use crate::error::{AnalyticsError, CacheError};
use crate::query::cache::CacheStore;
use crate::query::key::derive_cache_key;
use crate::query::options::{Metrics, QueryOptions};
use crate::query::response::ReportResponse;
use crate::transport::ReportingTransport;
use chrono::NaiveDate;
use serde::{Deserialize, Serialize};
use std::sync::atomic::{AtomicU64, Ordering};
use std::sync::Arc;
use std::time::Duration;

/// What to do when the cache store itself fails.
#[derive(Debug, Clone, Copy, Default, PartialEq, Eq, Serialize, Deserialize)]
#[serde(rename_all = "lowercase")]
pub enum CacheFailurePolicy {
    /// Fail the call. Silently bypassing the cache would burn API quota.
    #[default]
    Fail,
    /// Fetch directly from the transport and log the degraded state.
    Degrade,
}

impl std::str::FromStr for CacheFailurePolicy {
    type Err = String;

    fn from_str(s: &str) -> Result<Self, Self::Err> {
        match s.to_ascii_lowercase().as_str() {
            "fail" => Ok(Self::Fail),
            "degrade" => Ok(Self::Degrade),
            other => Err(format!("unknown cache failure policy: {other}")),
        }
    }
}

/// Counters describing how queries were served since startup.
#[derive(Debug, Clone, Copy, Default, PartialEq, Eq, Serialize)]
pub struct ExecutorStats {
    pub cache_hits: u64,
    pub cache_misses: u64,
    pub degraded_fetches: u64,
}

/// Caching wrapper around the remote reporting transport.
///
/// Holds no per-call state; one executor can serve any number of facades
/// concurrently.
pub struct CachedQueryExecutor {
    transport: Arc<dyn ReportingTransport>,
    cache: Arc<dyn CacheStore>,
    cache_lifetime_minutes: u64,
    failure_policy: CacheFailurePolicy,
    cache_hits: AtomicU64,
    cache_misses: AtomicU64,
    degraded_fetches: AtomicU64,
}

impl CachedQueryExecutor {
    /// Create an executor with caching disabled (lifetime 0).
    pub fn new(transport: Arc<dyn ReportingTransport>, cache: Arc<dyn CacheStore>) -> Self {
        Self {
            transport,
            cache,
            cache_lifetime_minutes: 0,
            failure_policy: CacheFailurePolicy::default(),
            cache_hits: AtomicU64::new(0),
            cache_misses: AtomicU64::new(0),
            degraded_fetches: AtomicU64::new(0),
        }
    }

    #[must_use]
    pub fn with_cache_lifetime_minutes(mut self, minutes: u64) -> Self {
        self.cache_lifetime_minutes = minutes;
        self
    }

    #[must_use]
    pub fn with_failure_policy(mut self, policy: CacheFailurePolicy) -> Self {
        self.failure_policy = policy;
        self
    }

    /// Set the cache lifetime. A lifetime of 0 disables caching.
    pub fn set_cache_lifetime_minutes(&mut self, minutes: u64) -> &mut Self {
        self.cache_lifetime_minutes = minutes;
        self
    }

    pub const fn cache_lifetime_minutes(&self) -> u64 {
        self.cache_lifetime_minutes
    }

    pub const fn failure_policy(&self) -> CacheFailurePolicy {
        self.failure_policy
    }

    pub fn stats(&self) -> ExecutorStats {
        ExecutorStats {
            cache_hits: self.cache_hits.load(Ordering::Relaxed),
            cache_misses: self.cache_misses.load(Ordering::Relaxed),
            degraded_fetches: self.degraded_fetches.load(Ordering::Relaxed),
        }
    }

    /// Run a query, serving it from cache when a live entry exists.
    ///
    /// With a zero lifetime any existing entry is evicted first and the
    /// transport is always called; nothing is stored.
    pub fn perform_query(
        &self,
        view_id: &str,
        start_date: NaiveDate,
        end_date: NaiveDate,
        metrics: &Metrics,
        options: &QueryOptions,
    ) -> Result<ReportResponse, AnalyticsError> {
        let key = derive_cache_key(view_id, start_date, end_date, metrics, options);

        if self.cache_lifetime_minutes == 0 {
            if let Err(e) = self.cache.forget(&key) {
                self.handle_cache_failure(&key, e)?;
            }
            self.cache_misses.fetch_add(1, Ordering::Relaxed);
            return self.fetch(view_id, start_date, end_date, metrics, options);
        }

        let ttl = Duration::from_secs(self.cache_lifetime_minutes.saturating_mul(60));
        let mut fetched: Option<ReportResponse> = None;
        let outcome = self.cache.remember(&key, ttl, &mut || {
            let response = self.fetch(view_id, start_date, end_date, metrics, options)?;
            let encoded = serde_json::to_string(&response).map_err(|e| {
                AnalyticsError::CacheBackend(CacheError(format!(
                    "failed to encode report response: {e}"
                )))
            })?;
            fetched = Some(response);
            Ok(encoded)
        });

        match outcome {
            Ok(encoded) => {
                if let Some(response) = fetched {
                    self.cache_misses.fetch_add(1, Ordering::Relaxed);
                    tracing::debug!(key = %key, "Cache miss, fetched from transport");
                    return Ok(response);
                }
                if let Ok(response) = serde_json::from_str(&encoded) {
                    self.cache_hits.fetch_add(1, Ordering::Relaxed);
                    tracing::debug!(key = %key, "Cache hit");
                    return Ok(response);
                }
                tracing::warn!(key = %key, "Discarding undecodable cache entry");
                self.refresh(&key, ttl, view_id, start_date, end_date, metrics, options)
            }
            Err(AnalyticsError::CacheBackend(e)) => {
                self.handle_cache_failure(&key, e)?;
                match fetched {
                    Some(response) => Ok(response),
                    None => self.fetch(view_id, start_date, end_date, metrics, options),
                }
            }
            Err(e) => Err(e),
        }
    }

    /// Replace a corrupt entry with a fresh fetch.
    #[allow(clippy::too_many_arguments)]
    fn refresh(
        &self,
        key: &str,
        ttl: Duration,
        view_id: &str,
        start_date: NaiveDate,
        end_date: NaiveDate,
        metrics: &Metrics,
        options: &QueryOptions,
    ) -> Result<ReportResponse, AnalyticsError> {
        self.cache_misses.fetch_add(1, Ordering::Relaxed);
        let response = self.fetch(view_id, start_date, end_date, metrics, options)?;
        let stored = serde_json::to_string(&response)
            .map_err(|e| CacheError(format!("failed to encode report response: {e}")))
            .and_then(|encoded| self.cache.set(key, encoded, ttl));
        if let Err(e) = stored {
            self.handle_cache_failure(key, e)?;
        }
        Ok(response)
    }

    /// Apply the failure policy. Returns `Ok(())` when the call may continue
    /// without the cache.
    fn handle_cache_failure(&self, key: &str, error: CacheError) -> Result<(), AnalyticsError> {
        match self.failure_policy {
            CacheFailurePolicy::Fail => {
                tracing::error!(key = %key, error = %error, "Cache backend failed");
                Err(AnalyticsError::CacheBackend(error))
            }
            CacheFailurePolicy::Degrade => {
                self.degraded_fetches.fetch_add(1, Ordering::Relaxed);
                tracing::warn!(
                    key = %key,
                    error = %error,
                    "Cache backend failed; running degraded with a direct fetch"
                );
                Ok(())
            }
        }
    }

    fn fetch(
        &self,
        view_id: &str,
        start_date: NaiveDate,
        end_date: NaiveDate,
        metrics: &Metrics,
        options: &QueryOptions,
    ) -> Result<ReportResponse, AnalyticsError> {
        let view = format!("ga:{view_id}");
        let start = start_date.format("%Y-%m-%d").to_string();
        let end = end_date.format("%Y-%m-%d").to_string();

        self.transport
            .fetch(&view, &start, &end, metrics, options)
            .map_err(|e| {
                tracing::warn!(view = %view, metrics = %metrics, error = %e, "Report fetch failed");
                AnalyticsError::Transport(e)
            })
    }
}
§
**Brief**
Everything in the data should be copied exactly. Leave nothing out.

**Task response**
use crate::error::{AnalyticsError, CacheError};
use crate::query::cache::CacheStore;
use crate::query::key::derive_cache_key;
use crate::query::options::{Metrics, QueryOptions};
use crate::query::response::ReportResponse;
use crate::transport::ReportingTransport;
use chrono::NaiveDate;
use serde::{Deserialize, Serialize};
use std::sync::atomic::{AtomicU64, Ordering};
use std::sync::Arc;
use std::time::Duration;

/// What to do when the cache store itself fails.
#[derive(Debug, Clone, Copy, Default, PartialEq, Eq, Serialize, Deserialize)]
#[serde(rename_all = "lowercase")]
pub enum CacheFailurePolicy {
    /// Fail the call. Silently bypassing the cache would burn API quota.
    #[default]
    Fail,
    /// Fetch directly from the transport and log the degraded state.
    Degrade,
}

impl std::str::FromStr for CacheFailurePolicy {
    type Err = String;

    fn from_str(s: &str) -> Result<Self, Self::Err> {
        match s.to_ascii_lowercase().as_str() {
            "fail" => Ok(Self::Fail),
            "degrade" => Ok(Self::Degrade),
            other => Err(format!("unknown cache failure policy: {other}")),
        }
    }
}

/// Counters describing how queries were served since startup.
#[derive(Debug, Clone, Copy, Default, PartialEq, Eq, Serialize)]
pub struct ExecutorStats {
    pub cache_hits: u64,
    pub cache_misses: u64,
    pub degraded_fetches: u64,
}

/// Caching wrapper around the remote reporting transport.
///
/// Holds no per-call state; one executor can serve any number of facades
/// concurrently.
pub struct CachedQueryExecutor {
    transport: Arc<dyn ReportingTransport>,
    cache: Arc<dyn CacheStore>,
    cache_lifetime_minutes: u64,
    failure_policy: CacheFailurePolicy,
    cache_hits: AtomicU64,
    cache_misses: AtomicU64,
    degraded_fetches: AtomicU64,
}

impl CachedQueryExecutor {
    /// Create an executor with caching disabled (lifetime 0).
    pub fn new(transport: Arc<dyn ReportingTransport>, cache: Arc<dyn CacheStore>) -> Self {
        Self {
            transport,
            cache,
            cache_lifetime_minutes: 0,
            failure_policy: CacheFailurePolicy::default(),
            cache_hits: AtomicU64::new(0),
            cache_misses: AtomicU64::new(0),
            degraded_fetches: AtomicU64::new(0),
        }
    }

    #[must_use]
    pub fn with_cache_lifetime_minutes(mut self, minutes: u64) -> Self {
        self.cache_lifetime_minutes = minutes;
        self
    }

    #[must_use]
    pub fn with_failure_policy(mut self, policy: CacheFailurePolicy) -> Self {
        self.failure_policy = policy;
        self
    }

    /// Set the cache lifetime. A lifetime of 0 disables caching.
    pub fn set_cache_lifetime_minutes(&mut self, minutes: u64) -> &mut Self {
        self.cache_lifetime_minutes = minutes;
        self
    }

    pub const fn cache_lifetime_minutes(&self) -> u64 {
        self.cache_lifetime_minutes
    }

    pub const fn failure_policy(&self) -> CacheFailurePolicy {
        self.failure_policy
    }

    pub fn stats(&self) -> ExecutorStats {
        ExecutorStats {
            cache_hits: self.cache_hits.load(Ordering::Relaxed),
            cache_misses: self.cache_misses.load(Ordering::Relaxed),
            degraded_fetches: self.degraded_fetches.load(Ordering::Relaxed),
        }
    }

    /// Run a query, serving it from cache when a live entry exists.
    ///
    /// With a zero lifetime any existing entry is evicted first and the
    /// transport is always called; nothing is stored.
    pub fn perform_query(
        &self,
        view_id: &str,
        start_date: NaiveDate,
        end_date: NaiveDate,
        metrics: &Metrics,
        options: &QueryOptions,
    ) -> Result<ReportResponse, AnalyticsError> {
        let key = derive_cache_key(view_id, start_date, end_date, metrics, options);

        if self.cache_lifetime_minutes == 0 {
            if let Err(e) = self.cache.forget(&key) {
                self.handle_cache_failure(&key, e)?;
            }
            self.cache_misses.fetch_add(1, Ordering::Relaxed);
            return self.fetch(view_id, start_date, end_date, metrics, options);
        }

        let ttl = Duration::from_secs(self.cache_lifetime_minutes.saturating_mul(60));
        let mut fetched: Option<ReportResponse> = None;
        let outcome = self.cache.remember(&key, ttl, &mut || {
            let response = self.fetch(view_id, start_date, end_date, metrics, options)?;
            let encoded = serde_json::to_string(&response).map_err(|e| {
                AnalyticsError::CacheBackend(CacheError(format!(
                    "failed to encode report response: {e}"
                )))
            })?;
            fetched = Some(response);
            Ok(encoded)
        });

        match outcome {
            Ok(encoded) => {
                if let Some(response) = fetched {
                    self.cache_misses.fetch_add(1, Ordering::Relaxed);
                    tracing::debug!(key = %key, "Cache miss, fetched from transport");
                    return Ok(response);
                }
                if let Ok(response) = serde_json::from_str(&encoded) {
                    self.cache_hits.fetch_add(1, Ordering::Relaxed);
                    tracing::debug!(key = %key, "Cache hit");
                    return Ok(response);
                }
                tracing::warn!(key = %key, "Discarding undecodable cache entry");
                self.refresh(&key, ttl, view_id, start_date, end_date, metrics, options)
            }
            Err(AnalyticsError::CacheBackend(e)) => {
                self.handle_cache_failure(&key, e)?;
                match fetched {
                    Some(response) => Ok(response),
                    None => self.fetch(view_id, start_date, end_date, metrics, options),
                }
            }
            Err(e) => Err(e),
        }
    }

    /// Replace a corrupt entry with a fresh fetch.
    #[allow(clippy::too_many_arguments)]
    fn refresh(
        &self,
        key: &str,
        ttl: Duration,
        view_id: &str,
        start_date: NaiveDate,
        end_date: NaiveDate,
        metrics: &Metrics,
        options: &QueryOptions,
    ) -> Result<ReportResponse, AnalyticsError> {
        self.cache_misses.fetch_add(1, Ordering::Relaxed);
        let response = self.fetch(view_id, start_date, end_date, metrics, options)?;
        let stored = serde_json::to_string(&response)
            .map_err(|e| CacheError(format!("failed to encode report response: {e}")))
            .and_then(|encoded| self.cache.set(key, encoded, ttl));
        if let Err(e) = stored {
            self.handle_cache_failure(key, e)?;
        }
        Ok(response)
    }

    /// Apply the failure policy. Returns `Ok(())` when the call may continue
    /// without the cache.
    fn handle_cache_failure(&self, key: &str, error: CacheError) -> Result<(), AnalyticsError> {
        match self.failure_policy {
            CacheFailurePolicy::Fail => {
                tracing::error!(key = %key, error = %error, "Cache backend failed");
                Err(AnalyticsError::CacheBackend(error))
            }
            CacheFailurePolicy::Degrade => {
                self.degraded_fetches.fetch_add(1, Ordering::Relaxed);
                tracing::warn!(
                    key = %key,
                    error = %error,
                    "Cache backend failed; running degraded with a direct fetch"
                );
                Ok(())
            }
        }
    }

    fn fetch(
        &self,
        view_id: &str,
        start_date: NaiveDate,
        end_date: NaiveDate,
        metrics: &Metrics,
        options: &QueryOptions,
    ) -> Result<ReportResponse, AnalyticsError> {
        let view = format!("ga:{view_id}");
        let start = start_date.format("%Y-%m-%d").to_string();
        let end = end_date.format("%Y-%m-%d").to_string();

        self.transport
            .fetch(&view, &start, &end, metrics, options)
            .map_err(|e| {
                tracing::warn!(view = %view, metrics = %metrics, error = %e, "Report fetch failed");
                AnalyticsError::Transport(e)
            })
    }
}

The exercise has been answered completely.